Questo sito contribuisce alla audience di TGCOM24
Sport

Magrini: "Italbici? Stagione deludente. Lotta al doping da cambiare"

Bilancio di fine stagione con luci e ombre. Bocciato il nostro ciclismo: "Escludere gli indagati è stata una scelta coraggiosa ma gli altri non la fanno"

Giro Lombardia 2012

Vincenzo Nibali prova uno scatto sul Muro di Sormano – Credits: La Presse

Il Lombardia vinto da Rodriguez nella nebbiolina di una giornata d'autunno ha chiuso una stagione di ciclismo senza Italia protagonista e con molte ombre insieme alle poche luci. Una stagione in cui si è tornato prepotentemente a parlare di doping e sui giornali di tutto il mondo è girata la storia di Armstrong. Ma anche una stagione in cui, con alcune scelte simboliche, si è provato a voltare pagine. Riccardo Magrini, voce di Eurosport prova a tracciare bilancio e pagelle dell'anno partendo proprio dall'atto finale e dal Muro di Sormano (pendenza massima 25%) che ha riportato il ciclismo indietro nel tempo.

IL MURO DI SORMANO E IL FASCINO DELLE CLASSICHE - "La scelta di rispolverare il Muro di Sormano mi sembra sia stata ottima anche perché queste salite e strade epiche hanno un fascino particolare.
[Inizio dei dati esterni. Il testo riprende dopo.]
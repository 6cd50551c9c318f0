//! Tests for region attachment, resizing and selection through a session.

use crate::image::ImageObject;
use crate::model::{PointRegion, RegionId};
use crate::normalize::CoordinateSystem;
use crate::selection::Selectable;
use crate::session::Session;

const EPSILON: f32 = 0.001;

fn approx_eq(a: f32, b: f32) -> bool {
    (a - b).abs() < EPSILON
}

fn position(session: &Session, id: &RegionId) -> (f32, f32) {
    let region = session.region(id).expect("region exists");
    (region.x(), region.y())
}

#[test]
fn test_pixel_region_follows_resizes() {
    let image = ImageObject::new("img").with_size((2000, 1000), (200.0, 100.0));
    let mut session = Session::new(image);
    let id = session.add_region(PointRegion::new(100.0, 50.0, 5.0, CoordinateSystem::Pixel));

    let region = session.region(&id).unwrap();
    assert_eq!((region.relative_x(), region.relative_y()), (50.0, 50.0));

    session.update_image_size((2000, 1000), (200.0, 100.0));
    assert_eq!(position(&session, &id), (100.0, 50.0));

    session.update_image_size((2000, 1000), (400.0, 300.0));
    assert_eq!(position(&session, &id), (200.0, 150.0));
}

#[test]
fn test_pixel_region_added_before_stage_keeps_position() {
    let mut session = Session::new(ImageObject::new("img"));
    let id = session.add_region(PointRegion::new(100.0, 50.0, 5.0, CoordinateSystem::Pixel));

    session.update_image_size((400, 200), (400.0, 200.0));
    assert_eq!(position(&session, &id), (100.0, 50.0));

    session.update_image_size((400, 200), (200.0, 100.0));
    assert_eq!(position(&session, &id), (50.0, 25.0));

    let result = session.serialize_region(&id).unwrap();
    assert_eq!((result.value.x, result.value.y), (25.0, 25.0));
}

#[test]
fn test_percent_region_converts_once() {
    let mut session = Session::new(ImageObject::new("img"));
    let id = session.add_region(PointRegion::new(10.0, 20.0, 5.0, CoordinateSystem::Percent));

    session.update_image_size((1000, 500), (1000.0, 500.0));
    let region = session.region(&id).unwrap();
    assert_eq!(region.coordinate_system(), CoordinateSystem::Pixel);
    assert_eq!((region.x(), region.y(), region.radius()), (100.0, 100.0, 50.0));

    session.update_image_size((1000, 500), (1000.0, 500.0));
    let region = session.region(&id).unwrap();
    assert_eq!((region.x(), region.y(), region.radius()), (100.0, 100.0, 50.0));
}

#[test]
fn test_converted_region_tracks_later_resizes() {
    let mut session = Session::new(ImageObject::new("img"));
    let id = session.add_region(PointRegion::new(10.0, 20.0, 5.0, CoordinateSystem::Percent));

    session.update_image_size((1000, 500), (1000.0, 500.0));
    session.update_image_size((1000, 500), (500.0, 250.0));
    assert_eq!(position(&session, &id), (50.0, 50.0));
}

#[test]
fn test_user_edit_suppresses_conversion_for_all_regions() {
    let mut session = Session::new(ImageObject::new("img").with_size((100, 100), (100.0, 100.0)));
    let edited = session.add_region(PointRegion::new(10.0, 10.0, 5.0, CoordinateSystem::Pixel));
    let legacy = session.add_region(PointRegion::new(30.0, 40.0, 2.0, CoordinateSystem::Percent));

    session.move_region(&edited, 20.0, 20.0).unwrap();
    session.update_image_size((1000, 500), (1000.0, 500.0));

    let region = session.region(&legacy).unwrap();
    assert_eq!(region.coordinate_system(), CoordinateSystem::Percent);
    assert_eq!((region.x(), region.y(), region.radius()), (30.0, 40.0, 2.0));
    assert_eq!(region.surface_size(), Some((1000.0, 500.0)));
}

#[test]
fn test_attach_percent_region_copies_anchor() {
    let mut session = Session::new(ImageObject::new("img").with_size((1000, 500), (1000.0, 500.0)));
    let id = session.add_region(PointRegion::new(30.0, 40.0, 1.0, CoordinateSystem::Percent));

    let region = session.region(&id).unwrap();
    assert_eq!((region.relative_x(), region.relative_y()), (30.0, 40.0));
    assert_eq!((region.x(), region.y()), (30.0, 40.0));
}

#[test]
fn test_relative_anchor_survives_many_resizes() {
    let mut session = Session::new(ImageObject::new("img").with_size((640, 480), (640.0, 480.0)));
    let id = session.add_region(PointRegion::new(123.0, 321.0, 5.0, CoordinateSystem::Pixel));

    for (w, h) in [(320.0, 240.0), (1280.0, 960.0), (77.0, 13.0), (640.0, 480.0)] {
        session.update_image_size((640, 480), (w, h));
    }
    let (x, y) = position(&session, &id);
    assert!(approx_eq(x, 123.0), "x drifted to {}", x);
    assert!(approx_eq(y, 321.0), "y drifted to {}", y);
}

#[test]
fn test_selecting_b_unselects_a() {
    let mut session = Session::new(ImageObject::new("img").with_size((100, 100), (100.0, 100.0)));
    let a = session.add_region(PointRegion::new(10.0, 10.0, 5.0, CoordinateSystem::Pixel));
    let b = session.add_region(PointRegion::new(20.0, 20.0, 5.0, CoordinateSystem::Pixel));

    session.select_region(&a).unwrap();
    session.select_region(&b).unwrap();

    assert!(!session.region(&a).unwrap().is_selected());
    assert!(session.region(&b).unwrap().is_selected());
    assert_eq!(session.image().selected(), Some(&b));

    let selected_count = session
        .image()
        .regions()
        .iter()
        .filter(|r| r.is_selected())
        .count();
    assert_eq!(selected_count, 1);
}

#[test]
fn test_selection_survives_resize() {
    let mut session = Session::new(ImageObject::new("img").with_size((100, 100), (100.0, 100.0)));
    let a = session.add_region(PointRegion::new(10.0, 10.0, 5.0, CoordinateSystem::Pixel));
    session.select_region(&a).unwrap();

    session.update_image_size((100, 100), (50.0, 50.0));
    assert!(session.region(&a).unwrap().is_selected());
    assert_eq!(session.image().selected(), Some(&a));
    assert_eq!(position(&session, &a), (5.0, 5.0));
}
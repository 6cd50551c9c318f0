//! Error types for keypoint region operations.

use thiserror::Error;

use crate::model::RegionId;

/// Errors that can occur while operating on keypoint regions.
#[derive(Error, Debug)]
pub enum RegionError {
    /// I/O error during file operations
    #[error("IO error: {0}")]
    Io(#[from] std::io::Error),

    /// JSON parsing or serialization error
    #[error("JSON error: {0}")]
    Json(#[from] serde_json::Error),

    /// No region with this id is attached to the image
    #[error("Region not found: {id}")]
    RegionNotFound {
        /// The id that was looked up
        id: RegionId,
    },

    /// Stage or natural dimensions required but not known yet
    #[error("Dimensions required but not available: {what}")]
    MissingDimensions {
        /// Which dimensions were missing
        what: String,
    },

    /// Invalid coordinate values
    #[error("Invalid coordinates: {message}")]
    InvalidCoordinates {
        /// Description of the coordinate error
        message: String,
    },
}

impl RegionError {
    /// Create a region-not-found error.
    pub fn not_found(id: &RegionId) -> Self {
        Self::RegionNotFound { id: id.clone() }
    }

    /// Create a missing dimensions error.
    pub fn missing_dimensions(what: impl Into<String>) -> Self {
        Self::MissingDimensions { what: what.into() }
    }

    /// Create an invalid coordinates error.
    pub fn invalid_coordinates(message: impl Into<String>) -> Self {
        Self::InvalidCoordinates {
            message: message.into(),
        }
    }
}
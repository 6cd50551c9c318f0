//! Pixel/percentage coordinate conversion.
//!
//! A region keeps two representations of its position: stage pixels, which
//! the renderer consumes, and percentages of the stage, which survive zoom
//! and resize. Only this module writes either representation in bulk.

use serde::{Deserialize, Serialize};

use crate::model::PointRegion;

/// Unit convention of a region's `x`, `y` and radius.
#[derive(Debug, Clone, Copy, PartialEq, Eq, Default, Serialize, Deserialize)]
pub enum CoordinateSystem {
    /// Stage pixels
    #[default]
    #[serde(rename = "px")]
    Pixel,
    /// Percent (0-100) of the stage
    #[serde(rename = "perc")]
    Percent,
}

fn is_valid_dimension(value: f32) -> bool {
    value.is_finite() && value > 0.0
}

/// Convert pixel coordinates to percentages of `width` x `height`.
///
/// Returns `None` when either dimension is zero, negative or not finite.
pub fn to_relative(x: f32, y: f32, width: f32, height: f32) -> Option<(f32, f32)> {
    if !is_valid_dimension(width) || !is_valid_dimension(height) {
        return None;
    }
    Some((x / width * 100.0, y / height * 100.0))
}

/// Convert percentages back to pixels of a `width` x `height` surface.
///
/// Returns `None` under the same conditions as [`to_relative`].
pub fn to_pixel(rel_x: f32, rel_y: f32, width: f32, height: f32) -> Option<(f32, f32)> {
    if !is_valid_dimension(width) || !is_valid_dimension(height) {
        return None;
    }
    Some((width * rel_x / 100.0, height * rel_y / 100.0))
}

/// Coordinate maintenance driven by the owning image.
pub trait Normalizable {
    /// Establish the relative anchor. Called once, when the region is
    /// attached to an image whose stage is `stage_width` x `stage_height`.
    fn on_attach(&mut self, stage_width: f32, stage_height: f32);

    /// React to the image reporting a new surface size.
    ///
    /// `user_generated` is the session-wide "a user edit was recorded" flag;
    /// while it is unset, percent-space regions are converted to pixels once.
    fn on_surface_resize(&mut self, surface_width: f32, surface_height: f32, user_generated: bool);
}

impl Normalizable for PointRegion {
    fn on_attach(&mut self, stage_width: f32, stage_height: f32) {
        match self.coordinate_system {
            CoordinateSystem::Percent => {
                self.relative_x = self.x;
                self.relative_y = self.y;
                self.anchored = true;
            }
            CoordinateSystem::Pixel => {
                match to_relative(self.x, self.y, stage_width, stage_height) {
                    Some((rx, ry)) => {
                        self.relative_x = rx;
                        self.relative_y = ry;
                        self.anchored = true;
                    }
                    None => log::warn!(
                        "Region {}: stage size {}x{} unusable, anchoring deferred to first resize",
                        self.id(),
                        stage_width,
                        stage_height
                    ),
                }
            }
        }
        if is_valid_dimension(stage_width) && is_valid_dimension(stage_height) {
            self.surface_width = Some(stage_width);
            self.surface_height = Some(stage_height);
        }
        log::debug!(
            "Attached region {} ({:?}) at relative ({}, {})",
            self.id(),
            self.coordinate_system,
            self.relative_x,
            self.relative_y
        );
    }

    fn on_surface_resize(&mut self, surface_width: f32, surface_height: f32, user_generated: bool) {
        self.surface_width = Some(surface_width);
        self.surface_height = Some(surface_height);

        match self.coordinate_system {
            CoordinateSystem::Pixel if !self.anchored => {
                if let Some((rx, ry)) = to_relative(self.x, self.y, surface_width, surface_height) {
                    self.relative_x = rx;
                    self.relative_y = ry;
                    self.anchored = true;
                    log::debug!(
                        "Region {} anchored on resize at relative ({}, {})",
                        self.id(),
                        rx,
                        ry
                    );
                }
            }
            CoordinateSystem::Pixel => {
                if let Some((x, y)) =
                    to_pixel(self.relative_x, self.relative_y, surface_width, surface_height)
                {
                    self.x = x;
                    self.y = y;
                }
            }
            CoordinateSystem::Percent if !user_generated => {
                let Some((x, y)) = to_pixel(self.x, self.y, surface_width, surface_height) else {
                    log::warn!(
                        "Region {}: surface size {}x{} unusable, percent conversion deferred",
                        self.id(),
                        surface_width,
                        surface_height
                    );
                    return;
                };
                self.x = x;
                self.y = y;
                self.radius = surface_width * self.radius / 100.0;
                self.coordinate_system = CoordinateSystem::Pixel;
                log::debug!(
                    "Region {} converted from percent to pixels: ({}, {}) r={}",
                    self.id(),
                    self.x,
                    self.y,
                    self.radius
                );
            }
            CoordinateSystem::Percent => {
                log::debug!(
                    "Region {} kept in percent space, session already has user edits",
                    self.id()
                );
            }
        }
    }
}

impl PointRegion {
    /// Re-derive the relative anchor after a direct move.
    pub(crate) fn sync_relative(&mut self) {
        match self.coordinate_system {
            CoordinateSystem::Percent => {
                self.relative_x = self.x;
                self.relative_y = self.y;
            }
            CoordinateSystem::Pixel => {
                let Some((width, height)) = self.surface_size() else {
                    return;
                };
                if let Some((rx, ry)) = to_relative(self.x, self.y, width, height) {
                    self.relative_x = rx;
                    self.relative_y = ry;
                    self.anchored = true;
                }
            }
        }
    }
}
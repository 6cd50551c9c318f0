//! Label states that can be attached to a keypoint region.
//!
//! A region carries zero or more label states. Each state kind knows which
//! label names are selected and, when it has one, the color of the selection.

use serde::{Deserialize, Serialize};

use crate::color_utils::label_color;

/// Capability shared by every label state kind.
pub trait SelectedLabels {
    /// Key used for this state's names in serialized output.
    fn field_name(&self) -> &'static str;

    /// Color of the current selection, if this kind has colors.
    fn selected_color(&self) -> Option<&str>;

    /// Names of the currently selected labels, in declaration order.
    fn selected_names(&self) -> Vec<String>;
}

/// A single selectable label with its background color.
#[derive(Debug, Clone, PartialEq, Serialize, Deserialize)]
pub struct Label {
    /// Label text
    pub value: String,
    /// Background color as `#rrggbb`
    pub background: String,
    /// Whether the label is currently selected
    #[serde(default)]
    pub selected: bool,
}

/// Keypoint label control: a named set of colored labels.
#[derive(Debug, Clone, Default, PartialEq, Serialize, Deserialize)]
pub struct KeyPointLabels {
    /// Control name
    pub name: String,
    /// Name of the image object this control labels
    pub to_name: String,
    labels: Vec<Label>,
}

impl KeyPointLabels {
    /// Create an empty control.
    pub fn new(name: impl Into<String>, to_name: impl Into<String>) -> Self {
        Self {
            name: name.into(),
            to_name: to_name.into(),
            labels: Vec::new(),
        }
    }

    /// Add a label with a palette color.
    pub fn with_label(self, value: impl Into<String>) -> Self {
        let color = label_color(self.labels.len());
        self.with_colored_label(value, color)
    }

    /// Add a label with an explicit background color.
    pub fn with_colored_label(mut self, value: impl Into<String>, background: impl Into<String>) -> Self {
        self.labels.push(Label {
            value: value.into(),
            background: background.into(),
            selected: false,
        });
        self
    }

    /// All labels of this control.
    pub fn labels(&self) -> &[Label] {
        &self.labels
    }

    /// Mark a label as selected. Returns false if no label has this value.
    pub fn select(&mut self, value: &str) -> bool {
        self.set_selected(value, true)
    }

    /// Mark a label as not selected. Returns false if no label has this value.
    pub fn unselect(&mut self, value: &str) -> bool {
        self.set_selected(value, false)
    }

    fn set_selected(&mut self, value: &str, selected: bool) -> bool {
        match self.labels.iter_mut().find(|l| l.value == value) {
            Some(label) => {
                label.selected = selected;
                true
            }
            None => false,
        }
    }
}

impl SelectedLabels for KeyPointLabels {
    fn field_name(&self) -> &'static str {
        crate::constants::DEFAULT_LABEL_FIELD
    }

    fn selected_color(&self) -> Option<&str> {
        self.labels
            .iter()
            .find(|l| l.selected)
            .map(|l| l.background.as_str())
    }

    fn selected_names(&self) -> Vec<String> {
        self.labels
            .iter()
            .filter(|l| l.selected)
            .map(|l| l.value.clone())
            .collect()
    }
}

/// Free-form choices attached to a region. Choices carry no color.
#[derive(Debug, Clone, Default, PartialEq, Serialize, Deserialize)]
pub struct Choices {
    /// Control name
    pub name: String,
    choices: Vec<String>,
    selected: Vec<String>,
}

impl Choices {
    /// Create a choice set from the available options.
    pub fn new(name: impl Into<String>, choices: Vec<String>) -> Self {
        Self {
            name: name.into(),
            choices,
            selected: Vec::new(),
        }
    }

    /// Select an option. Unknown options are rejected.
    pub fn select(&mut self, choice: &str) -> bool {
        if !self.choices.iter().any(|c| c == choice) {
            return false;
        }
        if !self.selected.iter().any(|c| c == choice) {
            self.selected.push(choice.to_string());
        }
        true
    }
}

impl SelectedLabels for Choices {
    fn field_name(&self) -> &'static str {
        crate::constants::CHOICES_FIELD
    }

    fn selected_color(&self) -> Option<&str> {
        None
    }

    fn selected_names(&self) -> Vec<String> {
        self.choices
            .iter()
            .filter(|c| self.selected.contains(c))
            .cloned()
            .collect()
    }
}

/// Closed set of label state kinds a keypoint region accepts.
#[derive(Debug, Clone, PartialEq, Serialize, Deserialize)]
#[serde(tag = "type", rename_all = "lowercase")]
pub enum LabelState {
    /// Colored keypoint labels
    KeyPointLabels(KeyPointLabels),
    /// Uncolored choices
    Choices(Choices),
}

impl SelectedLabels for LabelState {
    fn field_name(&self) -> &'static str {
        match self {
            LabelState::KeyPointLabels(s) => s.field_name(),
            LabelState::Choices(s) => s.field_name(),
        }
    }

    fn selected_color(&self) -> Option<&str> {
        match self {
            LabelState::KeyPointLabels(s) => s.selected_color(),
            LabelState::Choices(s) => s.selected_color(),
        }
    }

    fn selected_names(&self) -> Vec<String> {
        match self {
            LabelState::KeyPointLabels(s) => s.selected_names(),
            LabelState::Choices(s) => s.selected_names(),
        }
    }
}

impl From<KeyPointLabels> for LabelState {
    fn from(state: KeyPointLabels) -> Self {
        LabelState::KeyPointLabels(state)
    }
}

impl From<Choices> for LabelState {
    fn from(state: Choices) -> Self {
        LabelState::Choices(state)
    }
}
Il Lombardia ha avuto un bel parco di protagonisti che lo hanno onorato e non a caso ha vinto uno dei migliori. Bello spettacolo. Coraggio? Nel ciclismo di oggi a fine stagione il Muro non ha sconvolto la corsa se non per le cadute in discesa. Un po' tutti lo avevano provato e si erano spaventati. Anche per questo si sono risparmiati. In fondo a 70 chilometri dalla fine non poteva decidere. Ma la scelta va premiata".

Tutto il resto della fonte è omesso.